Cuban-born American yacht racer

Agustín Díaz (born June 6, 1954), known as Augie Diaz, is an American sailor and world-class competitor in the Snipe, Star and Laser classes.

He is the son of Gonzalo Diaz, who sailed for Cuba at the 1959 Pan American Games.

He began sailing Optimists at the age of eight in Clearwater, Florida. In 1973, he won the IYRU Single-handed dinghy World Youth title in the Laser class. After graduating from Christopher Columbus High School (Miami) in 1972, Diaz sailed for Tulane University, where he studied Mechanical engineering.

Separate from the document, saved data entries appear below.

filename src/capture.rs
//! Screenshot capturer: text in, image bytes out

use std::sync::Arc;
use std::time::{Duration, Instant};

use log::{debug, warn};

use crate::host_page::{self, ScriptOutcome, TERMINAL_SELECTOR};
use crate::options::{RenderRequest, ResolvedOptions};
use crate::surface::{HostPage, RenderSurface, SurfaceManager, SurfaceProvider};
use crate::{grid, Error, RendererConfig, Result, Stage};

/// Time budget for one render, checked before every stage
#[derive(Debug, Clone, Copy)]
pub struct Deadline {
    started: Instant,
    budget: Option<Duration>,
}

impl Deadline {
    pub fn start(budget: Option<Duration>) -> Self {
        Self {
            started: Instant::now(),
            budget,
        }
    }

    pub fn unbounded() -> Self {
        Self::start(None)
    }

    pub fn budget_ms(&self) -> u64 {
        self.budget.map(|b| b.as_millis() as u64).unwrap_or(0)
    }

    /// Time left for `stage`, or a timeout error if none is left.
    /// `None` means no deadline.
    pub fn remaining(&self, stage: Stage) -> Result<Option<Duration>> {
        match self.budget {
            None => Ok(None),
            Some(budget) => {
                let left = budget.saturating_sub(self.started.elapsed());
                if left.is_zero() {
                    Err(Error::Timeout {
                        stage,
                        ms: self.budget_ms(),
                    })
                } else {
                    Ok(Some(left))
                }
            }
        }
    }

    fn remaining_ms(&self, stage: Stage) -> Result<Option<u64>> {
        Ok(self.remaining(stage)?.map(|d| (d.as_millis() as u64).max(1)))
    }
}

/// Attribute a backend error to `stage` unless it already names one.
fn at_stage(stage: Stage, err: Error) -> Error {
    if err.stage().is_some() {
        return err;
    }
    let msg = err.to_string();
    match stage {
        Stage::Surface => Error::SurfaceError(msg),
        Stage::PageLoad => Error::PageLoadError(msg),
        Stage::AssetInjection => Error::AssetError(msg),
        Stage::FontReadiness => Error::FontError(msg),
        Stage::Terminal => Error::TerminalError(msg),
        Stage::Capture => Error::CaptureError(msg),
    }
}

/// Renders [`RenderRequest`]s on a shared surface
///
/// `capture` takes `&self` and may be called from many threads at once; each
/// call gets its own page on the one shared surface.
pub struct Renderer<P: SurfaceProvider> {
    surfaces: Arc<SurfaceManager<P>>,
    config: RendererConfig,
}

impl<P: SurfaceProvider> Renderer<P> {
    pub fn new(provider: P, config: RendererConfig) -> Self {
        Self::with_manager(Arc::new(SurfaceManager::new(provider)), config)
    }

    /// Build a renderer on an existing manager, sharing its surface.
    pub fn with_manager(surfaces: Arc<SurfaceManager<P>>, config: RendererConfig) -> Self {
        Self { surfaces, config }
    }

    pub fn config(&self) -> &RendererConfig {
        &self.config
    }

    pub fn surfaces(&self) -> &Arc<SurfaceManager<P>> {
        &self.surfaces
    }

    /// Render `request` to image bytes in the requested format.
    ///
    /// The page opened for this call is closed on every path; the shared
    /// surface is left open.
    pub fn capture(&self, request: &RenderRequest) -> Result<Vec<u8>> {
        let deadline = Deadline::start(request.timeout.or_else(|| self.config.timeout()));
        let grid = grid::size(&request.text);
        let resolved = request.options.resolve(grid);
        debug!("Grid sized to {}x{}", grid.columns, grid.rows);

        deadline.remaining(Stage::Surface)?;
        let surface = self.surfaces.acquire()?;
        deadline.remaining(Stage::Surface)?;

        deadline.remaining(Stage::PageLoad)?;
        let mut page = surface.open_page().map_err(|e| at_stage(Stage::PageLoad, e))?;
        debug!("Host page opened");

        let result = self.render_on(&mut page, &request.text, &resolved, &deadline);

        match page.close() {
            Ok(()) => debug!("Host page closed"),
            Err(e) => warn!("Failed to close host page: {}", e),
        }
        result
    }

    /// Standalone HTML for `request` with the configured assets inlined.
    pub fn render_html(&self, request: &RenderRequest) -> Result<String> {
        host_page::standalone_html(&request.text, &request.options, &self.config.assets, &self.config)
    }

    /// Tear down the shared surface. Returns `true` if one was open.
    pub fn release(&self) -> bool {
        self.surfaces.release()
    }

    fn font_css(&self, resolved: &ResolvedOptions) -> Option<String> {
        if !self.config.web_fonts {
            return None;
        }
        host_page::font_import_url(&self.config.font_css_url, resolved.font_family())
    }

    fn render_on(
        &self,
        page: &mut <P::Surface as RenderSurface>::Page,
        text: &str,
        resolved: &ResolvedOptions,
        deadline: &Deadline,
    ) -> Result<Vec<u8>> {
        let html = host_page::document(resolved, self.font_css(resolved).as_deref());
        let timeout = deadline.remaining(Stage::PageLoad)?;
        page.load_document(&html, timeout)
            .map_err(|e| at_stage(Stage::PageLoad, e))?;
        debug!("Page content set");

        deadline.remaining(Stage::AssetInjection)?;
        let css = self.config.assets.stylesheet.load()?;
        page.inject_stylesheet(&css)
            .map_err(|e| at_stage(Stage::AssetInjection, e))?;
        debug!("Terminal stylesheet added");

        deadline.remaining(Stage::AssetInjection)?;
        let js = self.config.assets.script.load()?;
        page.inject_script(&js)
            .map_err(|e| at_stage(Stage::AssetInjection, e))?;
        match Self::run(page, &host_page::terminal_probe(), Stage::AssetInjection)? {
            ScriptOutcome::Ok(_) => debug!("Terminal script added"),
            ScriptOutcome::Failed(msg) => return Err(Error::AssetError(msg)),
            ScriptOutcome::TimedOut => {
                return Err(Error::Timeout {
                    stage: Stage::AssetInjection,
                    ms: deadline.budget_ms(),
                })
            }
        }

        // Glyph metrics are only right once fonts are in
        let ms = deadline.remaining_ms(Stage::FontReadiness)?;
        match Self::run(page, &host_page::fonts_ready(resolved, ms), Stage::FontReadiness)? {
            ScriptOutcome::Ok(_) => debug!("Fonts loaded"),
            ScriptOutcome::TimedOut => return Err(Error::FontTimeout(deadline.budget_ms())),
            ScriptOutcome::Failed(msg) => return Err(Error::FontError(msg)),
        }

        let ms = deadline.remaining_ms(Stage::Terminal)?;
        let script = host_page::terminal_setup(resolved, text, ms)?;
        match Self::run(page, &script, Stage::Terminal)? {
            ScriptOutcome::Ok(_) => debug!("Terminal finished writing"),
            ScriptOutcome::TimedOut => {
                return Err(Error::Timeout {
                    stage: Stage::Terminal,
                    ms: deadline.budget_ms(),
                })
            }
            ScriptOutcome::Failed(msg) => return Err(Error::TerminalError(msg)),
        }

        let timeout = deadline.remaining(Stage::Capture)?;
        let bytes = page
            .capture_element(TERMINAL_SELECTOR, resolved.format, timeout)
            .map_err(|e| at_stage(Stage::Capture, e))?;
        if bytes.is_empty() {
            return Err(Error::CaptureError("capture returned no image data".into()));
        }
        debug!("Screenshot taken: {} bytes", bytes.len());
        Ok(bytes)
    }

    fn run(
        page: &mut <P::Surface as RenderSurface>::Page,
        script: &str,
        stage: Stage,
    ) -> Result<ScriptOutcome> {
        page.evaluate(script)
            .map(ScriptOutcome::from_value)
            .map_err(|e| at_stage(stage, e))
    }
}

He was All American on the Tulane Green Wave sailing team in 1973, 1974 and 1975, won the ICSA Coed Dinghy National Championship in 1973 and the ICSA Men's Singlehanded National Championship in 1974, leading the team to win the Leonard M. Fowle Trophy in 1974. That same year he was elected ICSA College Sailor of the Year.

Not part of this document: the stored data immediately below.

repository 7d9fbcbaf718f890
use std::fs::{File, OpenOptions};
use std::io::{self, Read, Seek, SeekFrom, Write};
use std::path::{Path, PathBuf};
use std::time::{Duration, Instant};

use log::debug;

/// Name of the lock file inside `.tracker/`
pub const LOCK_FILE: &str = ".lock";

/// How long write commands wait for another `pt` process by default
pub const DEFAULT_TIMEOUT: Duration = Duration::from_secs(5);

const RETRY_INTERVAL: Duration = Duration::from_millis(10);

/// Exclusive advisory lock on a store directory, held for the duration of
/// one read-modify-write of the document.
///
/// The holder's pid is written into the lock file so a waiting process can
/// say who it is waiting for. Concurrent writers are serialized; the last
/// one to take the lock wins.
pub struct StoreLock {
    file: File,
    path: PathBuf,
}

/// Error type for lock operations
#[derive(Debug, thiserror::Error)]
pub enum LockError {
    #[error("could not open lock file {path}: {source}")]
    Open { path: PathBuf, source: io::Error },
    #[error("could not acquire lock on {path} within {waited_ms} ms: {holder}")]
    Timeout {
        path: PathBuf,
        waited_ms: u128,
        holder: String,
    },
}

impl StoreLock {
    /// Lock `dir`, retrying until `timeout` has passed.
    pub fn acquire(dir: &Path, timeout: Duration) -> Result<Self, LockError> {
        let path = dir.join(LOCK_FILE);
        let open_err = |source| LockError::Open {
            path: path.clone(),
            source,
        };
        let mut file = OpenOptions::new()
            .create(true)
            .read(true)
            .write(true)
            .truncate(false)
            .open(&path)
            .map_err(open_err)?;

        let start = Instant::now();
        loop {
            match try_lock(&file) {
                Ok(()) => break,
                Err(e) if e.kind() != io::ErrorKind::WouldBlock => return Err(open_err(e)),
                Err(_) if start.elapsed() < timeout => std::thread::sleep(RETRY_INTERVAL),
                Err(_) => {
                    return Err(LockError::Timeout {
                        holder: describe_holder(&mut file),
                        waited_ms: start.elapsed().as_millis(),
                        path: path.clone(),
                    });
                }
            }
        }

        record_holder(&mut file).map_err(open_err)?;
        debug!("event=lock_acquire status=ok path={}", path.display());
        Ok(StoreLock { file, path })
    }

    /// Lock `dir` with [`DEFAULT_TIMEOUT`].
    pub fn acquire_default(dir: &Path) -> Result<Self, LockError> {
        Self::acquire(dir, DEFAULT_TIMEOUT)
    }
}

impl Drop for StoreLock {
    fn drop(&mut self) {
        // flock is released when the file closes; clear the stale pid first
        let _ = self.file.set_len(0);
        debug!("event=lock_release status=ok path={}", self.path.display());
    }
}

fn record_holder(file: &mut File) -> io::Result<()> {
    file.set_len(0)?;
    file.seek(SeekFrom::Start(0))?;
    write!(file, "{}", std::process::id())?;
    file.flush()
}

fn describe_holder(file: &mut File) -> String {
    let mut text = String::new();
    let pid = file
        .seek(SeekFrom::Start(0))
        .and_then(|_| file.read_to_string(&mut text))
        .ok()
        .and_then(|_| text.trim().parse::<u32>().ok());
    match pid {
        Some(pid) => format!("held by pt process {}", pid),
        None => "another pt process may be writing".to_string(),
    }
}

/// Try to take an exclusive flock on the file without blocking.
#[cfg(unix)]
fn try_lock(file: &File) -> io::Result<()> {
    use std::os::unix::io::AsRawFd;
    let result = unsafe { libc::flock(file.as_raw_fd(), libc::LOCK_EX | libc::LOCK_NB) };
    if result == 0 {
        Ok(())
    } else {
        Err(io::Error::last_os_error())
    }
}

#[cfg(not(unix))]
fn try_lock(_file: &File) -> io::Result<()> {
    Ok(())
}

He received the US Sailor of the Year Award in 2003, and was inducted in the National Sailing Hall of Fame in 2021.

He has been Snipe world champion in 2003 and 2005, and Star world champion in 2016.

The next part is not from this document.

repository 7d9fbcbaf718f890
pub mod commands;
pub mod handlers;
pub mod output;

In the Snipe class, he was also world masters champion in 2002, 2004, 2006 y 2012; Western Hemisphere & Orient champion in 1972, 2002 and 2021; North American champion in 1974, 2004, 2006, 2007, 2008 and 2013; and U.S. National champion in 1974, 1980, 2001, 2002, 2006, 2008, 2009, 2010, 2011, 2018 and 2025.

He has won a silver medal in Snipe at the 1971 Pan American Games and a silver medal in the Snipe at the 2011 Pan American Games and a bronze medal at the 2015 Pan American Games.

==Pan American Games==
- Silver medal in Snipe at Colombia 1971.
- Silver medal in Snipe at Guadalajara 2011.
- Bronze medal in Snipe at Toronto 2015.